Article image

Scientists are making vaccines easier to swallow

Like all the other vaccines, the revolutionary mRNA vaccines need to be injected. This can be a hurdle for many people who fear needles. A research team led by the Massachusetts Institute of Technology (MIT) has recently developed a way of delivering RNA in a capsule that can be easily swallowed, hoping that this new technology could make more people receptive to vaccination.

Moreover, in addition to making vaccines easier to tolerate, this approach could also be employed to deliver other types of therapeutic RNA or DNA directly into the digestive tract and treat a variety of gastrointestinal diseases such as ulcers.

“Nucleic acids, in particular RNA, can be extremely sensitive to degradation particularly in the digestive tract. Overcoming this challenge opens up multiple approaches to therapy, including potential vaccination through the oral route,” said study senior author Giovanni Traverso, an expert in Biomedical Engineering at MIT and a gastroenterologist at Brigham and Women’s Hospital in Boston.

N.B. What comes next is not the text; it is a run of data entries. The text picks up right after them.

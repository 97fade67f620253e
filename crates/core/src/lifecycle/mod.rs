pub mod catalog;
pub mod engine;
pub mod history;

pub use catalog::OperationStatus;
pub use engine::{StatusTransitionEngine, TransitionOutcome, TransitionRequest};
pub use history::{replay, HistoryReplayError};
use axum::{extract::State, http::StatusCode, routing::get, Json, Router};
use chrono::Utc;
use despacho_db::DbPool;
use serde::Serialize;

#[derive(Clone)]
pub struct HealthState {
    db_pool: DbPool,
}

#[derive(Clone, Debug, PartialEq, Eq, Serialize)]
pub struct HealthCheck {
    pub status: &'static str,
    pub detail: String,
}

#[derive(Clone, Debug, PartialEq, Eq, Serialize)]
pub struct HealthResponse {
    pub status: &'static str,
    pub service: HealthCheck,
    pub database: HealthCheck,
    pub checked_at: String,
}

pub fn router(db_pool: DbPool) -> Router {
    Router::new().route("/health", get(health)).with_state(HealthState { db_pool })
}

pub async fn health(State(state): State<HealthState>) -> (StatusCode, Json<HealthResponse>) {
    let database = database_check(&state.db_pool).await;
    let ready = database.status == "ready";

    let payload = HealthResponse {
        status: if ready { "ready" } else { "degraded" },
        service: HealthCheck {
            status: "ready",
            detail: "despacho-server runtime initialized".to_string(),
        },
        database,
        checked_at: Utc::now().to_rfc3339(),
    };

    let status_code = if ready { StatusCode::OK } else { StatusCode::SERVICE_UNAVAILABLE };
    (status_code, Json(payload))
}

async fn database_check(pool: &DbPool) -> HealthCheck {
    match sqlx::query_scalar::<_, i64>("SELECT 1").fetch_one(pool).await {
        Ok(_) => HealthCheck { status: "ready", detail: "database query succeeded".to_string() },
        Err(error) => {
            HealthCheck { status: "degraded", detail: format!("database query failed: {error}") }
        }
    }
}

#[cfg(test)]
mod tests {
    use axum::{extract::State, http::StatusCode, Json};
    use despacho_db::connect_with_settings;

    use crate::health::{health, HealthState};

    #[tokio::test]
    async fn health_returns_ready_when_database_is_reachable() {
        let pool = connect_with_settings("sqlite::memory:?cache=shared", 1, 5)
            .await
            .expect("pool should connect");

        let (status, Json(payload)) = health(State(HealthState { db_pool: pool.clone() })).await;

        assert_eq!(status, StatusCode::OK);
        assert_eq!(payload.status, "ready");
        assert_eq!(payload.database.status, "ready");

        pool.close().await;
    }

    #[tokio::test]
    async fn health_returns_service_unavailable_when_database_is_unavailable() {
        let pool = connect_with_settings("sqlite::memory:?cache=shared", 1, 5)
            .await
            .expect("pool should connect");
        pool.close().await;

        let (status, Json(payload)) = health(State(HealthState { db_pool: pool })).await;

        assert_eq!(status, StatusCode::SERVICE_UNAVAILABLE);
        assert_eq!(payload.status, "degraded");
        assert_eq!(payload.database.status, "degraded");
    }
}
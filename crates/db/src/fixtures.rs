//! Deterministic demo dataset for local development and smoke checks.
//!
//! Seeds one operation that has walked the lifecycle to SubmittedToCustoms,
//! with a preliminary and a final declaration that cross with known
//! discrepancies (CIF and one tariff line quantity).

use chrono::Utc;
use rust_decimal::Decimal;

use despacho_core::domain::declaration::{
    Declaration, DeclarationId, DeclarationType, TariffLine,
};
use despacho_core::domain::operation::{
    InspectionType, Operation, OperationId, StatusHistoryEntry,
};
use despacho_core::lifecycle::catalog::OperationStatus;

use crate::repositories::{
    DeclarationRepository, OperationRepository, RepositoryError, SqlDeclarationRepository,
    SqlOperationRepository,
};
use crate::DbPool;

pub const SEED_OPERATION_ID: &str = "OP-DEMO-0001";

#[derive(Clone, Debug, PartialEq, Eq)]
pub struct SeedResult {
    pub operation_id: OperationId,
    pub declarations: usize,
    pub history_entries: usize,
}

pub async fn seed_demo_dataset(pool: &DbPool) -> Result<SeedResult, RepositoryError> {
    let operations = SqlOperationRepository::new(pool.clone());
    let declarations = SqlDeclarationRepository::new(pool.clone());

    let operation_id = OperationId(SEED_OPERATION_ID.to_string());
    if operations.find_by_id(&operation_id).await?.is_some() {
        return Ok(SeedResult { operation_id, declarations: 0, history_entries: 0 });
    }

    let now = Utc::now();
    operations
        .create(Operation {
            id: operation_id.clone(),
            reference: "IMP-2026-0147".to_string(),
            client_name: "Andina Trading SA".to_string(),
            status: OperationStatus::SubmittedToCustoms,
            inspection_type: Some(InspectionType::Visual),
            version: 1,
            created_at: now,
            updated_at: now,
        })
        .await?;

    let walked = [
        (OperationStatus::Draft, OperationStatus::DocumentationComplete),
        (OperationStatus::DocumentationComplete, OperationStatus::InReview),
        (OperationStatus::InReview, OperationStatus::PreliquidationReview),
        (OperationStatus::PreliquidationReview, OperationStatus::AnalystAssigned),
        (OperationStatus::AnalystAssigned, OperationStatus::DeclarationInProgress),
        (OperationStatus::DeclarationInProgress, OperationStatus::SubmittedToCustoms),
    ];
    for (previous, new) in walked {
        operations
            .append_history(StatusHistoryEntry {
                operation_id: operation_id.clone(),
                previous_status: previous,
                new_status: new,
                actor: "seed".to_string(),
                comment: None,
                source_ip: None,
                occurred_at: now,
            })
            .await?;
    }

    declarations
        .save(declaration(
            "DEC-DEMO-0001",
            &operation_id,
            DeclarationType::Preliminary,
            Decimal::new(100_000, 2),
            Decimal::new(120_000, 2),
            Decimal::new(10, 0),
        ))
        .await?;
    declarations
        .save(declaration(
            "DEC-DEMO-0002",
            &operation_id,
            DeclarationType::Final,
            Decimal::new(100_000, 2),
            Decimal::new(125_000, 2),
            Decimal::new(12, 0),
        ))
        .await?;

    Ok(SeedResult { operation_id, declarations: 2, history_entries: walked.len() })
}

fn declaration(
    id: &str,
    operation_id: &OperationId,
    declaration_type: DeclarationType,
    fob: Decimal,
    cif: Decimal,
    line_quantity: Decimal,
) -> Declaration {
    let now = Utc::now();
    Declaration {
        id: DeclarationId(id.to_string()),
        operation_id: operation_id.clone(),
        declaration_type,
        fob_value: fob,
        freight_value: Decimal::new(18_000, 2),
        insurance_value: Decimal::new(2_000, 2),
        cif_value: cif,
        taxable_base: cif,
        total_taxes: Decimal::new(22_500, 2),
        gatt_method: Some("transaction_value".to_string()),
        lines: vec![TariffLine {
            line_number: 1,
            tariff_code: "8471.30.00".to_string(),
            quantity: line_quantity,
            unit_value: Decimal::new(10_000, 2),
            total_value: Decimal::new(100_000, 2),
            tax_rate: Decimal::new(1_800, 2),
            tax_amount: Decimal::new(18_000, 2),
        }],
        created_at: now,
        updated_at: now,
    }
}

#[cfg(test)]
mod tests {
    use despacho_core::domain::operation::OperationId;
    use despacho_core::lifecycle::history::replay;
    use despacho_core::lifecycle::catalog::OperationStatus;

    use super::{seed_demo_dataset, SEED_OPERATION_ID};
    use crate::repositories::{OperationRepository, SqlOperationRepository};
    use crate::{connect_with_settings, migrations};

    #[tokio::test]
    async fn seed_is_idempotent_and_replayable() {
        let pool = connect_with_settings("sqlite::memory:", 1, 30).await.expect("connect");
        migrations::run_pending(&pool).await.expect("migrations");

        let first = seed_demo_dataset(&pool).await.expect("first seed");
        assert_eq!(first.declarations, 2);
        assert_eq!(first.history_entries, 6);

        let second = seed_demo_dataset(&pool).await.expect("second seed");
        assert_eq!(second.declarations, 0, "re-seeding must not duplicate data");

        let history = SqlOperationRepository::new(pool.clone())
            .list_history(&OperationId(SEED_OPERATION_ID.to_string()))
            .await
            .expect("history");
        assert_eq!(replay(&history), Ok(OperationStatus::SubmittedToCustoms));
    }
}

In their new experimental study, Professor Traverso and his colleagues managed to develop a capsule that could deliver up to 150 micrograms of RNA (which is more than the amount used in COVID-19 vaccines) in the stomach of pigs. This research is built upon previous studies in which they developed new ways to deliver solid drugs, such as insulin, into the lining of the stomach.

Since nucleic acids are susceptible to degradation when entering the body, they need to be carried by protective particles. The scientists developed a new type of polymer called poly(beta-amino esters), which seemed to be much more effective than linear polymers at protecting nucleic acids and delivering them into cells. They also discovered that using two of these polymers together was more effective than using only one. 

“We made a library of branched, hybrid poly(beta-amino esters), and we found that the lead polymers within them would do better than the lead polymers within the linear library,” explained study co-author Ameya Kirtane, a postdoctoral fellow at MIT. “What that allows us to do now is to reduce the total amount of nanoparticles that we are administering.”

Although the reporter proteins showing that cells have been successful in absorbing RNA have been detected in pigs’ stomachs after the delivery of the capsules, they have not been found elsewhere in their organisms. Further experimental research is needed to manage to increase RNA uptake in other organs, by changing the composition of the nanoparticles or providing larger doses. 

However, scientists believe that it may also be possible to generate strong immune responses with delivery only to the stomach. “There are many immune cells in the gastrointestinal tract, and stimulating the immune system of the gastrointestinal tract is a known way of creating an immune response,” said study lead author Alex Abramson, a postdoctoral researcher at MIT.

The study is published in the journal Matter.